La parábola de la hucha

A unos días de que se generalice la pandemia de las compras, y con una intención meramente sociológica, conviene hacer un elogio del comercio tradicional frente al masificado. No es una cuestión de precio ni de ofertas sino de antropología comparada, de reconocimiento de los orígenes y de regreso al pasado. Lo contaré mediante una anécdota que es casi una parábola bíblica. Fui a la tienda de discos de mi amigo Francis, cerca de la plaza de Bib-Rambla, tan tradicional que en vez de un nombre enfático y sonoro ha elegido el mucho menos ponderativo (pero extraordinariamente connatural) de Festival Discos. Mientras curioseo en los estantes, rodeado de otros clientes que han ido a echar la mañana con una intención remotísima de compra, se abre la puerta exterior y aparece un ciego tanteando con su bastón y con una mochila a la espalda. Francis lo recibe con la alegría con que antiguamente se cumplimentaba a los clientes fijos. El tipo viene a liquidar una cuenta. Primera diferencia fundamental con el otro comercio: aquí se fía, al menos a los amigos. Debe por encima de los 100 euros. El ciego se despoja de la mochila con un ritual memorizado y lento. Abre la cremallera y extrae una hucha de hojalata ilustrada con unos perritos. Se disculpa: habrá que abrir la hucha. El vendedor no hace ningún gesto de sorpresa, como si entregar una alcancía fuera una fórmula de pago tan corriente como la tarjeta de crédito. ¿Con qué abro la hucha?, pregunta Francis. Pero no se altera. Mete la mano bajo el mostrador y tantea en busca de algo. Si hubiera sacado un abrelatas o una sierra eléctrica me hubiera impresionado igual. La magia ya está hecha. Extrae unas enormes tijeras.

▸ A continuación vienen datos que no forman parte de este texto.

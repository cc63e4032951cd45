//! Dual-threshold block policy

use serde::{Deserialize, Serialize};

/// Pooled blocked similarity must exceed this to block
pub const BLOCK_THRESHOLD: f32 = 0.30;
/// Pooled allowed similarity at or above this always allows
pub const ALLOW_THRESHOLD: f32 = 0.55;

#[derive(Debug, Clone, Copy, PartialEq, Serialize, Deserialize)]
#[serde(rename_all = "camelCase")]
pub struct SimilarityResult {
    pub blocked_similarity: f32,
    pub allowed_similarity: f32,
    pub should_block: bool,
}

impl SimilarityResult {
    /// Answer used whenever the engine cannot produce a score
    #[inline]
    pub fn neutral() -> Self {
        Self {
            blocked_similarity: 0.0,
            allowed_similarity: 0.0,
            should_block: false,
        }
    }

    #[inline]
    pub fn from_scores(blocked_similarity: f32, allowed_similarity: f32) -> Self {
        Self {
            blocked_similarity,
            allowed_similarity,
            should_block: should_block(blocked_similarity, allowed_similarity),
        }
    }
}

impl Default for SimilarityResult {
    #[inline]
    fn default() -> Self {
        Self::neutral()
    }
}

#[inline]
pub fn should_block(blocked_similarity: f32, allowed_similarity: f32) -> bool {
    blocked_similarity > BLOCK_THRESHOLD && allowed_similarity < ALLOW_THRESHOLD
}
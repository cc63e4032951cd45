use thiserror::Error;

use crate::config::ConfigError;
use crate::embeddings::EmbeddingError;

pub type Result<T> = std::result::Result<T, FocusError>;

#[derive(Error, Debug)]
pub enum FocusError {
    #[error("Configuration error: {0}")]
    Config(#[from] ConfigError),

    #[error("Embedding error: {0}")]
    Embedding(#[from] EmbeddingError),

    #[error("IO error: {0}")]
    Io(#[from] std::io::Error),

    #[error("Other error: {0}")]
    Other(#[from] anyhow::Error),
}

pub mod commands;
pub mod config;
pub mod embeddings;
pub mod relevance;
pub mod server;
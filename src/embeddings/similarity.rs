//! Cosine similarity clamped to `[0, 1]`.

use crate::embeddings::EmbeddingError;

/// Cosine similarity between `a` and `b`, clamped into `[0, 1]`.
///
/// Negative similarity maps to 0. A zero-norm input yields 0 rather than an error.
#[inline]
pub fn cosine_similarity(a: &[f32], b: &[f32]) -> Result<f32, EmbeddingError> {
    if a.len() != b.len() {
        return Err(EmbeddingError::DimensionMismatch {
            expected: a.len(),
            actual: b.len(),
        });
    }

    let (dot, norm_a, norm_b) = a
        .iter()
        .zip(b)
        .fold((0.0_f32, 0.0_f32, 0.0_f32), |(dot, na, nb), (x, y)| {
            (x.mul_add(*y, dot), x.mul_add(*x, na), y.mul_add(*y, nb))
        });

    let norm_product = norm_a.sqrt() * norm_b.sqrt();
    if norm_product == 0.0 {
        return Ok(0.0);
    }

    Ok((dot / norm_product).clamp(0.0, 1.0))
}
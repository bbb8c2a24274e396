/// Abstract Syntax Tree for IDL files

/// A parsed IDL file
#[derive(Debug, Clone, Default, PartialEq)]
pub struct Document {
    pub items: Vec<Item>,
}

impl Document {
    /// Function declarations in declaration order
    pub fn functions(&self) -> impl Iterator<Item = &Function> {
        self.items.iter().filter_map(|item| match item {
            Item::Function(function) => Some(function),
            Item::Constant(_) => None,
        })
    }

    /// Constant declarations in declaration order
    pub fn constants(&self) -> impl Iterator<Item = &Constant> {
        self.items.iter().filter_map(|item| match item {
            Item::Constant(constant) => Some(constant),
            Item::Function(_) => None,
        })
    }

    /// Functions tagged with the `callback` attribute
    pub fn callbacks(&self) -> impl Iterator<Item = &Function> {
        self.functions().filter(|f| f.attributes.has("callback"))
    }
}

/// Top-level declaration
#[derive(Debug, Clone, PartialEq)]
pub enum Item {
    Constant(Constant),
    Function(Function),
}

/// Constant declaration: const type NAME = value;
#[derive(Debug, Clone, PartialEq)]
pub struct Constant {
    pub type_name: String,
    pub name: String,
    pub value: Value,
}

/// Function declaration: [attrs] type Name(params);
#[derive(Debug, Clone, PartialEq)]
pub struct Function {
    pub attributes: Attributes,
    pub return_type: String,
    pub name: String,
    pub params: Vec<Parameter>,
}

/// Function parameter: [attrs] type name [= default]
#[derive(Debug, Clone, PartialEq)]
pub struct Parameter {
    pub attributes: Attributes,
    pub type_name: String,
    pub name: String,
    pub default: Option<Value>,
}

/// Attribute: name [= value]
#[derive(Debug, Clone, PartialEq)]
pub struct Attribute {
    pub name: String,
    pub value: Option<Value>,
}

/// Ordered attribute list
#[derive(Debug, Clone, Default, PartialEq)]
pub struct Attributes(pub Vec<Attribute>);

impl Attributes {
    /// Whether an attribute with this name is present, with or without a value
    pub fn has(&self, name: &str) -> bool {
        self.find(name).is_some()
    }

    /// Value of the named attribute, if present and valued
    pub fn get(&self, name: &str) -> Option<&Value> {
        self.find(name).and_then(|attr| attr.value.as_ref())
    }

    pub fn find(&self, name: &str) -> Option<&Attribute> {
        self.0.iter().find(|attr| attr.name == name)
    }

    pub fn is_empty(&self) -> bool {
        self.0.is_empty()
    }
}

/// Literal or constant reference
#[derive(Debug, Clone, PartialEq)]
pub enum Value {
    Bool(bool),
    Int(i64),
    Float(f64),
    String(String),
    /// Reference to a named constant
    Ident(String),
}

impl Value {
    pub fn as_bool(&self) -> Option<bool> {
        match self {
            Value::Bool(b) => Some(*b),
            _ => None,
        }
    }
}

"Te quedarás sin hucha", advierte al invidente. "No pasa nada". La tijera empieza su labor. Cuando la abertura es lo suficientemente grande, Francis vuelca la lata y empieza a caer una lluvia de monedas y billetes. El cliente no sabe qué dinero hay. Pide que lo cuente. Empieza el surrealista inventario. Tengo que confesar que en ese momento miré a las paredes en busca de una cámara oculta. Acaba el recuento. Hay dinero de sobra. Francis hace las cuentas y devuelve al ciego (que está provisto de una confianza ciega en la honra de su interlocutor) el montoncito de dinero sobrante. Insiste en devolver también la hucha toda destrozada, pero el dueño dice que no, que ya comprará otra. El invidente inicia el lento trámite del despegue. Se vuelve a colocar la mochila, se acomoda el abrigo, recoge el bastón. Francis lo toma del brazo con delicadeza (como se enseñaba a los niños antiguos que había que cruzar a los impedidos de una acera a otra) y sale con él de la tienda, hasta la plaza. Luego vuelve y, como si nada, empieza a colocar etiquetas.